Mein Leben wäre ohne die Entdeckung von "A Love Supreme" im Winter 2005 sicherlich anders verlaufen, und trotzdem gibt es einen Vorläufer zu dieser Sternstunde, der für deren Entdeckung noch wichtiger war: das Debut des SF Jazz Collective, von einem Mitarbeiter des Media Markts Wiesbaden fälschlicherweise ins Electronica-Fach einsortiert und mit einem mich sehr neugierig machenden Coverartwork ausgestattet, brachte mich erstens zum Jazz und dadurch zweitens zu "A Love Supreme". Einmal eigetaucht, gab es keinen Weg zurück. Bis heute versuche ich es vor allem mir selbst zu erklären, was die Faszination ausmacht. Was bringt mich dazu, schon ab der ersten gespielten Note von "Acknowledgment" funkensprühend von diesem Klang eingenommen zu werden? Bis heute bleibe ich mir eine zufriedenstellende Erklärung schuldig. Vielleicht ist es auch schlicht zu akzeptieren, manchmal einfach keine Antworten zu haben.
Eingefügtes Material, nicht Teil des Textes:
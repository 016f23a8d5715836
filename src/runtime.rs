use tracing_subscriber::{fmt, EnvFilter};

/// Installs the global log subscriber; `RUST_LOG` overrides the default `info` level.
pub fn init_logging() {
    let filter = EnvFilter::try_from_default_env().unwrap_or_else(|_| EnvFilter::new("info"));

    fmt().with_env_filter(filter).init();
}

pub async fn shutdown_signal() {
    let ctrl_c = async {
        if let Err(e) = tokio::signal::ctrl_c().await {
            tracing::error!(error = %e, "Failed to listen for Ctrl+C");
            std::future::pending::<()>().await;
        }

        tracing::info!("Received Ctrl+C, shutting down");
    };

    #[cfg(unix)]
    let terminate = async {
        use tokio::signal::unix::{signal, SignalKind};

        match signal(SignalKind::terminate()) {
            Ok(mut stream) => {
                stream.recv().await;
                tracing::info!("Received terminate signal, shutting down");
            }
            Err(e) => {
                tracing::error!(error = %e, "Failed to install terminate handler");
                std::future::pending::<()>().await;
            }
        }
    };

    #[cfg(not(unix))]
    let terminate = std::future::pending::<()>();

    tokio::select! {
        _ = ctrl_c => {},
        _ = terminate => {},
    }
}
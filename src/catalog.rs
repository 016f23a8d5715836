//! Project catalog: projects, their members, tags and images, and user
//! profiles. Persistence lives in [`crate::db::catalog`].

use std::fmt;

use anyhow::bail;
use chrono::{DateTime, Utc};
use once_cell::sync::Lazy;
use regex::Regex;
use unicode_normalization::UnicodeNormalization;

pub const PROJECT_TITLE_MAX: usize = 140;
pub const PROJECT_PERIOD_MAX: usize = 100;
pub const MEMBER_NAME_MAX: usize = 140;
pub const CONTACT_INFO_MAX: usize = 256;
pub const TAG_NAME_MAX: usize = 30;
pub const SLUG_MAX: usize = 50;
pub const DEFAULT_PERIOD: &str = "fall2012";

static SLUG_STRIP: Lazy<Regex> = Lazy::new(|| Regex::new(r"[^\w\s-]").unwrap());
static SLUG_DASHES: Lazy<Regex> = Lazy::new(|| Regex::new(r"[-\s]+").unwrap());

/// URL slug of a title: lowercase ASCII words joined by `-`. Accented letters
/// keep their base letter; anything else outside ASCII is dropped.
pub fn slugify(value: &str) -> String {
    let value = value.nfkd()
        .filter(char::is_ascii)
        .collect::<String>()
        .to_lowercase();

    let value = SLUG_STRIP.replace_all(&value, "");
    let value = SLUG_DASHES.replace_all(&value, "-");

    value.trim_matches(|c| c == '-' || c == '_').to_owned()
}

pub fn project_slug(title: &str) -> String {
    slugify(title).chars().take(SLUG_MAX).collect()
}

fn check_len(field: &str, value: &str, max: usize) -> anyhow::Result<()> {
    let len = value.chars().count();
    if len > max {
        bail!("{} is {} characters long; at most {} are allowed", field, len, max);
    }

    Ok(())
}

#[derive(Clone, Debug, PartialEq)]
pub struct User {
    pub id: i32,
    pub username: String,
}

#[derive(Clone, Debug, PartialEq)]
pub struct UserProfile {
    pub id: i32,
    pub id_user: i32,
    pub bio: String,
}

/// A user together with its profile; one never exists without the other.
#[derive(Clone, Debug, PartialEq)]
pub struct UserAccount {
    pub user: User,
    pub profile: UserProfile,
}

impl fmt::Display for UserAccount {
    fn fmt(&self, f: &mut fmt::Formatter<'_>) -> fmt::Result {
        write!(f, "{}'s profile", self.user.username)
    }
}

pub struct NewProject {
    pub title: String,
    pub id_created_by: i32,
    pub description: String,
    pub period: Option<String>,
    pub start_time: Option<DateTime<Utc>>,
    pub end_time: Option<DateTime<Utc>>,
}

impl NewProject {
    pub fn new(title: &str, id_created_by: i32) -> Self {
        Self {
            title: title.to_owned(),
            id_created_by,
            description: String::new(),
            period: Some(DEFAULT_PERIOD.to_owned()),
            start_time: None,
            end_time: None,
        }
    }
}

#[derive(Clone, Debug, PartialEq)]
pub struct Project {
    pub id: i32,
    pub title: String,
    pub created: DateTime<Utc>,
    pub id_created_by: i32,
    pub slug: String,
    pub description: String,
    pub period: Option<String>,
    pub start_time: Option<DateTime<Utc>>,
    pub end_time: Option<DateTime<Utc>>,
}

impl Project {
    pub fn absolute_url(&self) -> String {
        format!("?project={}", self.id)
    }
}

impl fmt::Display for Project {
    fn fmt(&self, f: &mut fmt::Formatter<'_>) -> fmt::Result {
        write!(f, "{}", self.title)
    }
}

pub fn validate_project(title: &str, period: Option<&str>) -> anyhow::Result<()> {
    check_len("Project title", title, PROJECT_TITLE_MAX)?;
    if let Some(period) = period {
        check_len("Project period", period, PROJECT_PERIOD_MAX)?;
    }

    Ok(())
}

pub struct NewMember {
    pub id_user: Option<i32>,
    pub name: String,
    pub contact_info: Option<String>,
}

impl NewMember {
    pub fn validate(&self) -> anyhow::Result<()> {
        check_len("Member name", &self.name, MEMBER_NAME_MAX)?;
        if let Some(contact_info) = &self.contact_info {
            check_len("Member contact info", contact_info, CONTACT_INFO_MAX)?;
        }

        Ok(())
    }
}

#[derive(Clone, Debug, PartialEq)]
pub struct Member {
    pub id: i32,
    pub id_user: Option<i32>,
    pub name: String,
    /// Email, website or any other handle.
    pub contact_info: Option<String>,
}

impl Member {
    pub fn absolute_url(&self) -> String {
        format!("?member={}", self.id)
    }
}

impl fmt::Display for Member {
    fn fmt(&self, f: &mut fmt::Formatter<'_>) -> fmt::Result {
        match self.contact_info.as_deref() {
            Some(contact) if !contact.is_empty() => write!(f, "{} ({})", self.name, contact),
            _ => write!(f, "{}", self.name),
        }
    }
}

pub fn validate_tag(name: &str) -> anyhow::Result<()> {
    check_len("Tag name", name, TAG_NAME_MAX)
}

#[derive(Clone, Debug, PartialEq)]
pub struct Tag {
    pub id: i32,
    pub name: String,
}

impl Tag {
    pub fn absolute_url(&self) -> String {
        format!("?tag={}", self.name)
    }
}

impl fmt::Display for Tag {
    fn fmt(&self, f: &mut fmt::Formatter<'_>) -> fmt::Result {
        write!(f, "{}", self.name)
    }
}

#[derive(Clone, Debug, PartialEq)]
pub struct Image {
    pub id: i32,
    pub id_project: i32,
    /// URL returned by the image storage.
    pub image: String,
}

impl Image {
    pub fn absolute_url(&self) -> &str {
        &self.image
    }

    pub fn file_name(&self) -> &str {
        self.image.rsplit('/').next().unwrap_or_default()
    }

    pub fn label(&self, project: &Project) -> String {
        format!("{}: {}", project.title, self.file_name())
    }
}

#[cfg(test)]
mod tests {
    use super::*;

    fn project(title: &str) -> Project {
        Project {
            id: 7,
            title: title.to_owned(),
            created: Utc::now(),
            id_created_by: 1,
            slug: project_slug(title),
            description: String::new(),
            period: Some(DEFAULT_PERIOD.to_owned()),
            start_time: None,
            end_time: None,
        }
    }

    #[test]
    fn test_slugify() {
        assert_eq!(slugify("Hello World"), "hello-world");
        assert_eq!(slugify("  Rust & Python: a tale!  "), "rust-python-a-tale");
        assert_eq!(slugify("multi---dash  space"), "multi-dash-space");
        assert_eq!(slugify("_under_score_"), "under_score");
        assert_eq!(slugify("Café"), "cafe");
        assert_eq!(slugify("Café Crème"), "cafe-creme");
        assert_eq!(slugify("ﬁne Straße"), "fine-strae");
        assert_eq!(slugify("!!!"), "");
    }

    #[test]
    fn test_project_slug_is_truncated() {
        let title = "word ".repeat(30);
        let slug = project_slug(&title);

        assert_eq!(slug.chars().count(), SLUG_MAX);
        assert!(slug.starts_with("word-word-"));
    }

    #[test]
    fn test_display_and_urls() {
        let p = project("Poll Pix");
        assert_eq!(p.to_string(), "Poll Pix");
        assert_eq!(p.absolute_url(), "?project=7");

        let mut m = Member { id: 3, id_user: None, name: "Ada".to_owned(), contact_info: None };
        assert_eq!(m.to_string(), "Ada");
        m.contact_info = Some("ada@example.com".to_owned());
        assert_eq!(m.to_string(), "Ada (ada@example.com)");
        assert_eq!(m.absolute_url(), "?member=3");

        let t = Tag { id: 1, name: "rust".to_owned() };
        assert_eq!(t.to_string(), "rust");
        assert_eq!(t.absolute_url(), "?tag=rust");

        let i = Image { id: 1, id_project: 7, image: "/media/images/abc-shot.png".to_owned() };
        assert_eq!(i.absolute_url(), "/media/images/abc-shot.png");
        assert_eq!(i.label(&p), "Poll Pix: abc-shot.png");

        let account = UserAccount {
            user: User { id: 1, username: "ada".to_owned() },
            profile: UserProfile { id: 1, id_user: 1, bio: String::new() },
        };
        assert_eq!(account.to_string(), "ada's profile");
    }

    #[test]
    fn test_field_limits() {
        assert!(validate_project(&"x".repeat(PROJECT_TITLE_MAX), None).is_ok());
        assert!(validate_project(&"x".repeat(PROJECT_TITLE_MAX + 1), None).is_err());
        assert!(validate_project("ok", Some("p".repeat(PROJECT_PERIOD_MAX + 1).as_str())).is_err());
        assert!(validate_tag(&"t".repeat(TAG_NAME_MAX + 1)).is_err());

        let member = NewMember { id_user: None, name: "n".to_owned(), contact_info: Some("c".repeat(CONTACT_INFO_MAX + 1)) };
        assert!(member.validate().is_err());
    }

    #[test]
    fn test_new_project_defaults() {
        let p = NewProject::new("Title", 4);

        assert_eq!(p.period.as_deref(), Some(DEFAULT_PERIOD));
        assert!(p.description.is_empty());
        assert_eq!(p.id_created_by, 4);
    }
}
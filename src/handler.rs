use std::sync::Arc;

use axum::extract::multipart::MultipartRejection;
use axum::extract::rejection::{FormRejection, QueryRejection};
use axum::extract::{Multipart, Query, State};
use axum::http::header::SET_COOKIE;
use axum::http::HeaderMap;
use axum::response::{AppendHeaders, IntoResponse, Response};
use axum::routing::get;
use axum::{Form, Json, Router};
use serde_json::json;
use tracing::info;

use crate::db::TestStore;
use crate::error::PollError;
use crate::ledger::{LedgerCodec, COOKIE_NAME};
use crate::media::ImageStorage;
use crate::service::poll::{self, ListQuery, TestView, Upload};
use crate::service::vote::{self, VoteForm};
use crate::support::cookies::{get_cookie, set_cookie};

#[derive(Clone)]
pub struct AppData {
    pub store: Arc<dyn TestStore>,
    pub images: Arc<dyn ImageStorage>,
    pub ledger: Arc<LedgerCodec>,
}

impl AppData {
    pub fn new(store: Arc<dyn TestStore>, images: Arc<dyn ImageStorage>, ledger: LedgerCodec) -> Self {
        Self {
            store,
            images,
            ledger: Arc::new(ledger),
        }
    }

    fn read_ledger(&self, headers: &HeaderMap) -> Vec<i32> {
        get_cookie(headers, COOKIE_NAME)
            .map(|token| self.ledger.decode(token))
            .unwrap_or_default()
    }
}

pub fn router(data: AppData) -> Router {
    Router::new()
        .route("/test", get(get_test).post(post_test))
        .route("/vote", get(get_vote).post(post_vote))
        .with_state(data)
}

async fn get_test(
    State(data): State<AppData>,
    query: Result<Query<ListQuery>, QueryRejection>,
) -> Result<Json<Vec<TestView>>, PollError> {
    let Query(query) = query.map_err(|e| {
        info!(error = %e, "Rejected test listing");
        PollError::Parse(e.body_text())
    })?;
    let tests = poll::list_tests(data.store.as_ref(), &query).await?;

    Ok(Json(tests.iter().map(TestView::from).collect()))
}

async fn read_test_form(mut multipart: Multipart) -> Result<(String, Vec<Upload>), Response> {
    let mut question = String::new();
    let mut uploads = Vec::new();

    while let Some(field) = multipart.next_field().await.map_err(IntoResponse::into_response)? {
        let name = field.name().unwrap_or_default().to_owned();

        match field.file_name().map(str::to_owned) {
            // A file input left blank.
            Some(file_name) if file_name.is_empty() => {}
            Some(file_name) => {
                let data = field.bytes().await.map_err(IntoResponse::into_response)?;
                uploads.push(Upload {
                    field: name,
                    file_name,
                    data: data.to_vec(),
                });
            }
            None if name == "question" => {
                question = field.text().await.map_err(IntoResponse::into_response)?;
            }
            None => {}
        }
    }

    Ok((question, uploads))
}

async fn post_test(State(data): State<AppData>, multipart: Result<Multipart, MultipartRejection>) -> Response {
    // A body that is not multipart simply carries no uploads.
    let (question, uploads) = match multipart {
        Ok(multipart) => match read_test_form(multipart).await {
            Ok(v) => v,
            Err(response) => return response,
        },
        Err(e) => {
            info!(error = %e, "Test submission is not a multipart form");
            (String::new(), Vec::new())
        }
    };

    match poll::create_test(data.store.as_ref(), data.images.as_ref(), &question, uploads).await {
        Ok(test) => Json(json!({
            "status": "OK",
            "test": TestView::from(&test),
        })).into_response(),
        Err(PollError::Validation(message)) => Json(json!({
            "status": message,
        })).into_response(),
        Err(e) => e.into_response(),
    }
}

async fn get_vote(State(data): State<AppData>, headers: HeaderMap) -> Json<serde_json::Value> {
    Json(json!({
        "status": "OK",
        "votes": data.read_ledger(&headers),
    }))
}

async fn post_vote(
    State(data): State<AppData>,
    headers: HeaderMap,
    form: Result<Form<VoteForm>, FormRejection>,
) -> Result<Response, PollError> {
    let choice = form.ok().and_then(|Form(form)| form.choice);
    let ledger = data.read_ledger(&headers);

    let receipt = vote::cast_vote(data.store.as_ref(), choice.as_deref(), ledger).await?;

    let cookie = set_cookie(COOKIE_NAME, &data.ledger.encode(&receipt.ledger));
    let body = Json(json!({
        "status": "OK",
        "id": receipt.id,
        "votes": receipt.votes,
    }));

    Ok((AppendHeaders([(SET_COOKIE, cookie)]), body).into_response())
}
Dass wir im Jahre 2018 überhaupt nochmal über Coltrane im Rahmen einer Jahresbestenliste sprechen müssen, grenzt an ein Wunder, das der Saxofonist und Weggefährte Coltranes Sonny Rollins mit dem Fund einer neuen Kammer in der Cheops-Pyramide vergleicht. Die Aufnahmen der vielleicht größten Jazzband aller Zeiten mit Elvin Jones am Schlagzeug, Jimmy Garrison am Bass und McCoy Tyner am Piano fanden im Jahr 1963 in den Studios des legendären Produzenten Rudy van Gelder statt - und verschwanden danach für 55 Jahre im Nirgendwo. Coltrane stieß 1961 zum damals neu gegründeten Impulse!-Label und es mag nun trefflich darüber spekuliert werden, warum die beiden Chefs Bob Thiele und Creed Taylor die Aufnahmen nicht veröffentlichten. Tatsächlich geschah noch weitaus Schlimmeres als nur das: nachdem die Mastertapes zunächst einige Jahre im Archiv des Labels lagerten, wurden die Bänder im Zuge von Aufräumarbeiten wegen Platzmangels zerstört. So ist es lediglich Rudy van Gelder zu verdanken, heute in die Geschichte zurück hören zu können: er überließ dem Saxofongiganten nach Abschluss der Session einen Originalabzug der Aufnahmen, der sich nun wieder im Nachlass von Coltranes verstorbener ersten Frau Naima wieder fand. Coltranes Sohn Ravi vollendete die Produktion für diese Wiederveröffentlichung.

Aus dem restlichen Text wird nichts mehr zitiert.